Probably the biggest embarrassment to the state in all this is the proponents' repeated mention of a report by Mr. Weld's "own Department of Revenue" supposedly showing the grad tax to be "revenue neutral." What the report shows, however, is its authors' confessing that their "Dynamic Analysis Model... was not designed to forecast the dynamic economic impacts" of the grad tax. To estimate revenue effects, the authors had to fall back on a static analysis, which assumes that the state could tax income at 100 percent without inducing taxpayers to change their economic behavior by one iota. Unsurprisingly, the report shows the grad tax as exerting only a small effect on revenues.

The report's authors make it clear that they have to leave "unresolved" the question of the grad tax's behavioral effects.
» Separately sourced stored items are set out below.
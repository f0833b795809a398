//! Locking system backed by Lease leader election.

use std::future::Future;

use lockrun_core::cancel::Cancellation;
use lockrun_core::config::LockConfig;
use lockrun_core::error::{LockError, LockResult};
use lockrun_core::event::LockEvents;
use lockrun_core::traits::LockingSystem;
use tokio::sync::mpsc;
use tracing::{debug, instrument, warn};

use crate::election::{Leadership, LeaderElector};

/// A lock held by leading the election for one Lease object.
///
/// One call to [`run`](LockingSystem::run) campaigns once: it returns after
/// leadership ends, whether through [`stop`](LockingSystem::stop) or a lost
/// renewal. The Lease record is cleared when stopped while leading.
pub struct K8sLockingSystem {
    elector: LeaderElector,
    namespace: String,
    config: LockConfig,
    stopping: Cancellation,
}

impl K8sLockingSystem {
    pub(crate) fn new(elector: LeaderElector, namespace: String, config: LockConfig) -> Self {
        Self {
            elector,
            namespace,
            config,
            stopping: Cancellation::new(),
        }
    }

    pub fn namespace(&self) -> &str {
        &self.namespace
    }

    pub fn lease_object(&self) -> &str {
        &self.elector.config().lease_name
    }
}

/// Drives `election` to completion while turning its leadership edges into
/// lock events.
///
/// A failed event delivery cancels the election but still waits for it, so
/// the Lease is released before returning. Edges queued when the election
/// ends are delivered, then any open epoch is closed.
pub(crate) async fn relay_leadership<F>(
    election: F,
    mut edges: mpsc::Receiver<Leadership>,
    events: &mut LockEvents,
    cancel: &Cancellation,
) -> LockResult<()>
where
    F: Future<Output = LockResult<()>>,
{
    tokio::pin!(election);
    let mut failure = None;

    let result = loop {
        tokio::select! {
            result = &mut election => break result,
            Some(edge) = edges.recv() => {
                forward(edge, events, &mut failure, cancel).await;
            }
        }
    };
    while let Ok(edge) = edges.try_recv() {
        forward(edge, events, &mut failure, cancel).await;
    }
    cancel.cancel();

    if let Err(e) = events.close_epoch().await {
        failure.get_or_insert(e);
    }
    result?;
    match failure {
        Some(e) => Err(e),
        None => Ok(()),
    }
}

/// Forwards one leadership edge, remembering the first delivery failure.
async fn forward(
    edge: Leadership,
    events: &mut LockEvents,
    failure: &mut Option<LockError>,
    cancel: &Cancellation,
) {
    if failure.is_some() {
        return;
    }
    let delivered = match edge {
        Leadership::Started => events.acquired().await,
        Leadership::Stopped => events.lost().await,
    };
    if let Err(e) = delivered {
        warn!(error = %e, "failed to deliver lock event, stopping election");
        *failure = Some(e);
        cancel.cancel();
    }
}

impl LockingSystem for K8sLockingSystem {
    fn backend(&self) -> &'static str {
        "k8s-coordinator"
    }

    #[instrument(skip_all, fields(backend = "k8s-coordinator", namespace = %self.namespace, identity = %self.config.identity()))]
    async fn run(&self, cancel: Cancellation, mut events: LockEvents) -> LockResult<()> {
        let cancel = cancel.merged(&self.stopping);
        let (edges_tx, edges) = mpsc::channel(2);
        let election = self.elector.run(&cancel, edges_tx);
        let result = relay_leadership(election, edges, &mut events, &cancel).await;
        debug!("election finished");
        result
    }

    fn stop(&self) {
        self.stopping.cancel();
    }

    async fn close(self) -> LockResult<()> {
        debug!(lease = %self.lease_object(), "closing k8s-coordinator client");
        drop(self);
        Ok(())
    }
}
//! The contract every locking backend satisfies.

use std::future::Future;

use crate::cancel::Cancellation;
use crate::error::LockResult;
use crate::event::LockEvents;

/// A distributed lock that reports acquisition edges for one run.
///
/// Exactly one instance exists per process run. It owns its backend client
/// for its whole lifetime; [`close`](LockingSystem::close) releases it.
///
/// # Example
///
/// ```rust,ignore
/// let (events, mut stream) = lock_events();
/// let run = system.run(Cancellation::new(), events);
/// tokio::pin!(run);
/// loop {
///     tokio::select! {
///         result = &mut run => break result?,
///         Some(event) = stream.recv() => match event {
///             LockEvent::Acquired => start_job(),
///             LockEvent::Lost => stop_job().await,
///         },
///     }
/// }
/// system.close().await?;
/// ```
pub trait LockingSystem: Send + Sync {
    /// Short backend name, used in logs.
    fn backend(&self) -> &'static str;

    /// Runs the coordination protocol until it terminates.
    ///
    /// Reports every acquisition through `events`, and reports its end
    /// before starting another. Returns once `cancel` fires or
    /// [`stop`](LockingSystem::stop) is called, after closing any open
    /// epoch. Returns an error when the backend is unreachable or rejects
    /// our credentials, or when the configuration is malformed.
    fn run(
        &self,
        cancel: Cancellation,
        events: LockEvents,
    ) -> impl Future<Output = LockResult<()>> + Send;

    /// Requests a graceful end to the current `run`.
    ///
    /// Never blocks, may be called from any task, any number of times, and
    /// before `run` starts.
    fn stop(&self);

    /// Releases backend connections once `run` has returned.
    fn close(self) -> impl Future<Output = LockResult<()>> + Send
    where
        Self: Sized;
}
Disregarding this fine print, grad tax proponents trumpet the report as promising a free lunch: lower taxes for almost everyone, and not one penny less in tax revenues or government "services." Mr. Weld, a self-styled "filthy supply-sider," has been understandably quiet.

When behavioral effects are revealed, the free lunch disappears. The grad tax would raise the average marginal tax rate on earned income by 17 percent. The ensuing increase in labor costs and decrease in employer demand would cause the state to lose about 78,000 jobs, $87.5 million in tax revenue and $1.2 billion in wages in 1995 alone. Some jobs would disappear because of the increased cost of retaining high-wage workers in demand by other states.

Massachusetts has some of the best entrepreneurs, scientists and managers in the country. If we pass the grad tax, we will make it easier for other states, especially those that are in the process of cutting their taxes, to lure away this talent. That way, people outside of Massachusetts who don't much like our politics should find it easy to love our taxes.



David G. Tuerck is executive director of the Beacon Hill Institute and chairman and professor of economics at Suffolk University. This article first appeared in The WashingtonTimes on November 4, 1994.